The receiver has a state machine: state: 0 - syncing, 1 - synced, 2 - delay detected, 3 - stream is back
0 syncing: The receiver gather stats (with 3 bins, each collecting info of 10 packets): - interval time between two packets - trip time: time differnece between timestamp and localtime (do not need to be synchronised, but roughly go to the same pace)
1 - synced Once stats are stable, go to this state. Wait for a timeout to occur. Timeout is based on the interval stat, i.e. if we don't receive a packet as usual, we declare a delay. (probably due to a packet loss) move to state 2
2- delay detected We basically wait for the stream to come back. If it is the case, display recover time (usec since delay detected)
3- stream is back We wait until the trip stats are stabilised, which should indicate that the TCP stack has resent all its packets, and we are in a stable phase again. (actually, after thinking again, it may be that my algorithm decide too rapidly that we are back.. Whatever, not that important...) We print then a full_recover message, and go back in state 1.

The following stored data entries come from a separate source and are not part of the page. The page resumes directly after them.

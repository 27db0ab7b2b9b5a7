//! Core behavior: event sequences, chunked feeding, positions, errors,
//! suspend/resume, the buffer-feed interface.

mod common;

use common::{events_of, parse_doc, Recorder};
use pretty_assertions::assert_eq;
use sonar_xml::{Parser, ParsingStatus, Status, XmlError};

#[test]
fn hello_world_events_and_position() {
    let doc = b"<doc>Hello, world</doc>";
    let mut parser = Parser::new();
    let (recorder, result) = parse_doc(&mut parser, doc);
    result.unwrap();
    assert_eq!(
        recorder.events,
        vec!["start(doc)", "chars(Hello, world)", "end(doc)"]
    );
    assert_eq!(parser.current_line_number(), 1);
    assert_eq!(parser.current_column_number(), 23);
}

#[test]
fn utf8_bom_is_swallowed() {
    let doc = b"\xEF\xBB\xBF<e/>";
    let events = events_of(doc);
    assert_eq!(events, vec!["start(e)", "end(e)"]);
}

#[test]
fn latin1_declared_encoding_converts_to_utf8() {
    let doc = b"<?xml version='1.0' encoding='iso-8859-1'?>\n<d>\xE9</d>";
    let events = events_of(doc);
    assert!(events.contains(&"chars(\u{e9})".to_string()));
    // The decoded character is the two UTF-8 bytes C3 A9.
    assert_eq!("\u{e9}".as_bytes(), [0xC3, 0xA9]);
}

#[test]
fn utf16_le_with_bom() {
    let mut doc = vec![0xFF, 0xFE];
    for unit in "<d>hi</d>".encode_utf16() {
        doc.extend_from_slice(&unit.to_le_bytes());
    }
    let events = events_of(&doc);
    assert_eq!(events, vec!["start(d)", "chars(hi)", "end(d)"]);
}

#[test]
fn unclosed_token_at_end() {
    let mut parser = Parser::new();
    let (_, result) = parse_doc(&mut parser, b"<doc></doc><");
    let err = result.unwrap_err();
    assert_eq!(err.code(), XmlError::UnclosedToken);
    // The lone `<` is the twelfth byte.
    assert_eq!(err.byte_index(), 11);
}

#[test]
fn chunked_feed_is_equivalent_byte_by_byte() {
    let doc: &[u8] = b"<?xml version=\"1.0\"?>\
        <!DOCTYPE r [<!ENTITY e \"ent \xC3\xA9 text\">]>\
        <r a=\"v1\" b=\"&#65;&e;\">\
        text &amp; more<!--note--><?go now?>\
        <k><![CDATA[raw ]] data]]></k>\r\nend\
        </r>";
    let whole = events_of(doc);

    let mut parser = Parser::new();
    let mut recorder = Recorder::new();
    for (i, b) in doc.iter().enumerate() {
        let is_final = i == doc.len() - 1;
        parser
            .parse(&mut recorder, &[*b], is_final)
            .unwrap_or_else(|e| panic!("byte {}: {}", i, e));
    }
    assert_eq!(recorder.events, whole);

    // A mid-size chunking for good measure.
    let mut parser = Parser::new();
    let mut recorder = Recorder::new();
    for (i, chunk) in doc.chunks(7).enumerate() {
        let is_final = (i + 1) * 7 >= doc.len();
        parser.parse(&mut recorder, chunk, is_final).unwrap();
    }
    assert_eq!(recorder.events, whole);
}

#[test]
fn newline_normalization() {
    let events = events_of(b"<r>a\r\nb\rc\nd</r>");
    let text: String = events
        .iter()
        .filter_map(|e| {
            e.strip_prefix("chars(")
                .map(|s| s.trim_end_matches(')').to_string())
        })
        .collect();
    assert_eq!(text, "a\nb\nc\nd");
    assert!(!text.contains('\r'));
}

#[test]
fn character_references() {
    // Decoded characters join the surrounding run.
    let events = events_of(b"<r>&#65;&#x42;c</r>");
    assert_eq!(events, vec!["start(r)", "chars(ABc)", "end(r)"]);
}

#[test]
fn bad_character_reference() {
    let mut parser = Parser::new();
    let (_, result) = parse_doc(&mut parser, b"<r>&#x0;</r>");
    assert_eq!(result.unwrap_err().code(), XmlError::BadCharRef);
    // Surrogates are not XML characters either.
    let mut parser = Parser::new();
    let (_, result) = parse_doc(&mut parser, b"<r>&#xD800;</r>");
    assert_eq!(result.unwrap_err().code(), XmlError::BadCharRef);
}

#[test]
fn cdata_sections() {
    let events = events_of(b"<e>pre<![CDATA[a<&]]b]]>post</e>");
    assert_eq!(
        events,
        vec![
            "start(e)",
            "chars(pre)",
            "cdata-start",
            "chars(a<&]]b)",
            "cdata-end",
            "chars(post)",
            "end(e)",
        ]
    );
}

#[test]
fn cdata_close_in_character_data_is_invalid() {
    let mut parser = Parser::new();
    let (_, result) = parse_doc(&mut parser, b"<e>a]]>b</e>");
    assert_eq!(result.unwrap_err().code(), XmlError::InvalidToken);
}

#[test]
fn comments_and_pis() {
    let events = events_of(b"<?style sheet?><!--top--><r><?p d?><!--in--></r>");
    assert_eq!(
        events,
        vec![
            "pi(style sheet)",
            "comment(top)",
            "start(r)",
            "pi(p d)",
            "comment(in)",
            "end(r)",
        ]
    );
}

#[test]
fn tag_mismatch() {
    let mut parser = Parser::new();
    let (_, result) = parse_doc(&mut parser, b"<a><b></a></b>");
    assert_eq!(result.unwrap_err().code(), XmlError::TagMismatch);
}

#[test]
fn junk_after_document_element() {
    let mut parser = Parser::new();
    let (_, result) = parse_doc(&mut parser, b"<a/><b/>");
    assert_eq!(result.unwrap_err().code(), XmlError::JunkAfterDocElement);

    // Whitespace, comments and PIs are fine there.
    let events = events_of(b"<a/> <!--tail--><?p?>\n");
    assert!(events.contains(&"comment(tail)".to_string()));
}

#[test]
fn no_elements_in_empty_input() {
    let mut parser = Parser::new();
    let (_, result) = parse_doc(&mut parser, b"  \n ");
    assert_eq!(result.unwrap_err().code(), XmlError::NoElements);
}

#[test]
fn misplaced_xml_declaration() {
    let mut parser = Parser::new();
    let (_, result) = parse_doc(&mut parser, b"<r><?xml version='1.0'?></r>");
    assert_eq!(result.unwrap_err().code(), XmlError::MisplacedXmlPi);

    let mut parser = Parser::new();
    let (_, result) = parse_doc(&mut parser, b" <?xml version='1.0'?><r/>");
    assert_eq!(result.unwrap_err().code(), XmlError::MisplacedXmlPi);
}

#[test]
fn xml_declaration_reported() {
    let events = events_of(b"<?xml version=\"1.0\" standalone=\"yes\"?><r/>");
    assert_eq!(
        events[0],
        "xml-decl(Some(\"1.0\") None Some(true))"
    );
}

#[test]
fn errors_are_sticky() {
    let mut parser = Parser::new();
    let mut recorder = Recorder::new();
    let err = parser
        .parse(&mut recorder, b"<a><a", true)
        .unwrap_err();
    let again = parser.parse(&mut recorder, b"more", true).unwrap_err();
    assert_eq!(err.code(), again.code());
    assert_eq!(parser.parsing_status(), ParsingStatus::Error);
    assert_eq!(parser.error_code(), err.code());
}

#[test]
fn suspend_and_resume_deliver_identical_events() {
    let doc: &[u8] = b"<r><a>one</a><b>two</b></r>";
    let whole = events_of(doc);

    let mut parser = Parser::new();
    let mut recorder = Recorder::stopping_on("chars(one)");
    let status = parser.parse(&mut recorder, doc, true).unwrap();
    assert_eq!(status, Status::Suspended);
    assert_eq!(parser.parsing_status(), ParsingStatus::Suspended);

    // Feeding while suspended is refused.
    let err = parser.parse(&mut recorder, b"", true).unwrap_err();
    assert_eq!(err.code(), XmlError::Suspended);

    let status = parser.resume(&mut recorder).unwrap();
    assert_eq!(status, Status::Ok);
    assert_eq!(recorder.events, whole);
}

#[test]
fn abort_from_handler() {
    let mut parser = Parser::new();
    let mut recorder = Recorder::stopping_on("chars");
    recorder.abort = true;
    let err = parser
        .parse(&mut recorder, b"<r>text</r>", true)
        .unwrap_err();
    assert_eq!(err.code(), XmlError::Aborted);
}

#[test]
fn resume_without_suspension() {
    let mut parser = Parser::new();
    let mut recorder = Recorder::new();
    let err = parser.resume(&mut recorder).unwrap_err();
    assert_eq!(err.code(), XmlError::NotSuspended);
}

#[test]
fn stop_before_start() {
    let mut parser = Parser::new();
    let err = parser.stop(true).unwrap_err();
    assert_eq!(err.code(), XmlError::NotStarted);
}

#[test]
fn stop_between_chunks() {
    let mut parser = Parser::new();
    let mut recorder = Recorder::new();
    parser.parse(&mut recorder, b"<r>one", false).unwrap();
    parser.stop(true).unwrap();
    // Suspending a suspended parser again is an error.
    assert_eq!(parser.stop(true).unwrap_err().code(), XmlError::Suspended);
    parser.resume(&mut recorder).unwrap();
    parser.parse(&mut recorder, b"</r>", true).unwrap();
    assert_eq!(
        recorder.events,
        vec!["start(r)", "chars(one)", "end(r)"]
    );
}

#[test]
fn buffer_feed_interface() {
    let doc = b"<doc>buffered</doc>";
    let mut parser = Parser::new();
    let mut recorder = Recorder::new();

    // parse_buffer without get_buffer first.
    let err = parser.parse_buffer(&mut recorder, 0, true).unwrap_err();
    assert_eq!(err.code(), XmlError::NoBuffer);

    let half = doc.len() / 2;
    let buf = parser.get_buffer(half).unwrap();
    buf[..half].copy_from_slice(&doc[..half]);
    parser.parse_buffer(&mut recorder, half, false).unwrap();

    let rest = doc.len() - half;
    let buf = parser.get_buffer(64).unwrap();
    assert!(buf.len() >= 64);
    buf[..rest].copy_from_slice(&doc[half..]);
    parser.parse_buffer(&mut recorder, rest, true).unwrap();

    assert_eq!(
        recorder.events,
        vec!["start(doc)", "chars(buffered)", "end(doc)"]
    );
}

#[test]
fn parse_buffer_rejects_overcommit() {
    let mut parser = Parser::new();
    let mut recorder = Recorder::new();
    parser.get_buffer(4).unwrap();
    let err = parser.parse_buffer(&mut recorder, 5, true).unwrap_err();
    assert_eq!(err.code(), XmlError::InvalidArgument);
}

#[test]
fn reset_allows_reuse() {
    let mut parser = Parser::new();
    let (recorder, result) = parse_doc(&mut parser, b"<a/>");
    result.unwrap();
    assert_eq!(recorder.events, vec!["start(a)", "end(a)"]);

    parser.reset(None).unwrap();
    assert_eq!(parser.parsing_status(), ParsingStatus::Initialized);
    let (recorder, result) = parse_doc(&mut parser, b"<b/>");
    result.unwrap();
    assert_eq!(recorder.events, vec!["start(b)", "end(b)"]);
}

#[test]
fn set_encoding_rejected_mid_parse() {
    let mut parser = Parser::new();
    let mut recorder = Recorder::new();
    parser.parse(&mut recorder, b"<r>", false).unwrap();
    let err = parser.set_encoding("UTF-8").unwrap_err();
    assert_eq!(err.code(), XmlError::CantChangeFeatureOnceParsing);
}

#[test]
fn explicit_encoding_beats_declaration() {
    // Declared Latin-1, configured UTF-8: the configured one wins, so the
    // 2-byte UTF-8 sequence decodes as one character.
    let mut parser = Parser::with_encoding("UTF-8").unwrap();
    let doc = b"<?xml version='1.0' encoding='iso-8859-1'?><d>\xC3\xA9</d>";
    let (recorder, result) = parse_doc(&mut parser, doc);
    result.unwrap();
    assert!(recorder.events.contains(&"chars(\u{e9})".to_string()));
}

#[test]
fn unknown_configured_encoding() {
    assert!(Parser::with_encoding("no-such-encoding").is_err());
}

#[test]
fn invalid_utf8_is_rejected() {
    let mut parser = Parser::new();
    // Overlong slash.
    let (_, result) = parse_doc(&mut parser, b"<r>\xC0\xAF</r>");
    assert_eq!(result.unwrap_err().code(), XmlError::InvalidToken);
}

#[test]
fn partial_char_at_final_buffer_edge() {
    let mut parser = Parser::new();
    let (_, result) = parse_doc(&mut parser, b"<r>\xC3");
    assert_eq!(result.unwrap_err().code(), XmlError::PartialChar);
}

#[test]
fn input_context_points_at_current_position() {
    let mut parser = Parser::new();
    let mut recorder = Recorder::new();
    let err = parser
        .parse(&mut recorder, b"<a></b>", true)
        .unwrap_err();
    assert_eq!(err.code(), XmlError::TagMismatch);
    let (buffer, offset) = parser.input_context();
    assert_eq!(&buffer[offset..offset + 4], b"</b>");
}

Potential bug: I don't know how TCP reacts to dropped packets, especially if it gather all what has been sent from the application layer and build a big TCP packet to send everything at once. In that case, my programm my suffer. Receive buffer is 100 bytes, we should be enough to eat up to 5 packets. Only the first one will be considered for the stat, but should be ok to calculate recovery time (there's no state synchronised between the two programs as in the udp version). We may have an issue if the next segment doesn't start nicely on a message boundary. In that case, the trip time calculation will be wrong, potentially corrupting a bin. It should take more than 3 secs to reset the stat by valid packets, potentially delaying full recovery by that time. (not critical)
Note: state has to go back in 1 to be able to calculate delay time correctly.
Note2: if connections get dropped, you just recieve on the sender or receiver a connection closed or broken pipe. No timestamp though, so watch your console while doing the tests.